Slated for completion in 2020, the 266,000-square-foot Gateway Center will feature a 'paperless' digitally-enabled production environment incorporating rapidly-reconfigurable production lines and advanced test capabilities. It will include a high bay clean room capable of building a range of advanced satellites - from micro to macro - simultaneously.
In addition, it will have an expansive thermal vacuum chamber to simulate the harsh environment of space, an anechoic chamber for testing of sensors and communications systems, and an advanced test operations and analysis center. It will be certified to security standards required to support national security missions.

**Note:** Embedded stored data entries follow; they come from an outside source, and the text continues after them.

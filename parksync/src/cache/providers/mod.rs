//! Cache provider implementations.
//!
//! Each provider implements the `Cache` trait.
//!
//! # Available Providers
//!
//! - [`MemoryCacheProvider`]: in-memory cache using moka
//! - [`DiskCacheProvider`]: one file per key under a root directory
//!
//! Use [`CacheBackend::build`](crate::cache::CacheBackend::build) to create
//! the configured provider.

mod disk;
mod memory;

pub use disk::DiskCacheProvider;
pub use memory::MemoryCacheProvider;
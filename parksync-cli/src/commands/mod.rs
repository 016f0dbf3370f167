//! CLI subcommands.

pub mod common;
pub mod config;
pub mod refresh;
pub mod serve;
pub mod sweep;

"This is our factory of the future: agile, efficient and packed with innovations," says Rick Ambrose, executive vice president of Lockheed Martin Space Systems. "We'll be able to build satellites that communicate with front-line troops, explore other planets, and support unique missions."

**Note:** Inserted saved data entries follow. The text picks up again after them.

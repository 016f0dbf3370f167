//! Tracing subscriber setup.
//!
//! Logs go to stderr and, when a directory is configured, to a daily rolling
//! file. `RUST_LOG` overrides the configured level.

use std::path::PathBuf;

use thiserror::Error;
use time::format_description::well_known::Rfc3339;
pub use tracing_appender::non_blocking::WorkerGuard;
use tracing_subscriber::fmt::time::LocalTime;
use tracing_subscriber::prelude::*;
use tracing_subscriber::{fmt, EnvFilter};

use crate::config::LoggingSettings;

/// File name prefix for rolling log files.
pub const LOG_FILE_PREFIX: &str = "parksync.log";

#[derive(Debug, Error)]
pub enum LoggingError {
    #[error("Invalid log filter '{0}'")]
    InvalidFilter(String),

    #[error("Failed to create log directory {path}: {source}")]
    Directory {
        path: String,
        #[source]
        source: std::io::Error,
    },

    #[error("Logging already initialized")]
    AlreadyInitialized,
}

/// Logging configuration.
#[derive(Debug, Clone, PartialEq, Eq)]
pub struct LoggingConfig {
    /// Default filter directive, e.g. `info` or `parksync=debug`.
    pub level: String,
    /// Directory for daily log files; stderr only when `None`.
    pub directory: Option<PathBuf>,
}

impl Default for LoggingConfig {
    fn default() -> Self {
        Self {
            level: "info".to_string(),
            directory: None,
        }
    }
}

impl From<&LoggingSettings> for LoggingConfig {
    fn from(settings: &LoggingSettings) -> Self {
        Self {
            level: settings.level.clone(),
            directory: settings.directory.clone(),
        }
    }
}

impl LoggingConfig {
    fn filter(&self) -> Result<EnvFilter, LoggingError> {
        if let Ok(filter) = EnvFilter::try_from_default_env() {
            return Ok(filter);
        }
        EnvFilter::try_new(&self.level).map_err(|_| LoggingError::InvalidFilter(self.level.clone()))
    }
}

/// Install the global subscriber.
///
/// The returned guard flushes the file writer on drop; hold it for the life
/// of the process.
pub fn init_logging(config: &LoggingConfig) -> Result<Option<WorkerGuard>, LoggingError> {
    let filter = config.filter()?;

    let stderr_layer = fmt::layer()
        .with_writer(std::io::stderr)
        .with_timer(LocalTime::new(Rfc3339))
        .with_target(true);

    let (file_layer, guard) = match &config.directory {
        Some(dir) => {
            std::fs::create_dir_all(dir).map_err(|source| LoggingError::Directory {
                path: dir.display().to_string(),
                source,
            })?;
            let appender = tracing_appender::rolling::daily(dir, LOG_FILE_PREFIX);
            let (writer, guard) = tracing_appender::non_blocking(appender);
            let layer = fmt::layer()
                .with_writer(writer)
                .with_ansi(false)
                .with_timer(LocalTime::new(Rfc3339));
            (Some(layer), Some(guard))
        }
        None => (None, None),
    };

    tracing_subscriber::registry()
        .with(filter)
        .with(stderr_layer)
        .with(file_layer)
        .try_init()
        .map_err(|_| LoggingError::AlreadyInitialized)?;

    Ok(guard)
}

#[cfg(test)]
mod tests {
    use super::*;

    #[test]
    fn test_default_config() {
        let config = LoggingConfig::default();
        assert_eq!(config.level, "info");
        assert!(config.directory.is_none());
    }

    #[test]
    fn test_from_settings() {
        let settings = LoggingSettings {
            level: "parksync=debug".to_string(),
            directory: Some(PathBuf::from("/tmp/logs")),
        };
        let config = LoggingConfig::from(&settings);
        assert_eq!(config.level, "parksync=debug");
        assert_eq!(config.directory, Some(PathBuf::from("/tmp/logs")));
    }

    #[test]
    fn test_invalid_filter_is_rejected() {
        std::env::remove_var("RUST_LOG");
        let config = LoggingConfig {
            level: "parksync=notalevel".to_string(),
            directory: None,
        };
        assert!(matches!(
            config.filter(),
            Err(LoggingError::InvalidFilter(_))
        ));
    }
}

"You could fit the Space Shuttle in the high bay with room to spare. That kind of size and versatility means we'll be able to maximize economies of scale, and with all of our test chambers under one roof, we can streamline and speed production."
"We're transforming every aspect of our operations to help our customers stay ahead of a rapidly-changing landscape. The Gateway Center, coupled with advancements in 3D printing, virtual reality design, and smart payloads, will deliver game-changing innovations while saving our customers time and money," says Ambrose.
Earlier this year, Lockheed Martin invested $1 million in an additive manufacturing laboratory in Colorado, to be built over the next four years. The company has also been using virtual and augmented reality to help rapidly prototype a deep space habitat for NASA.
The company expects to employ a total of 1,500 contractors during the three-year Gateway Center construction phase.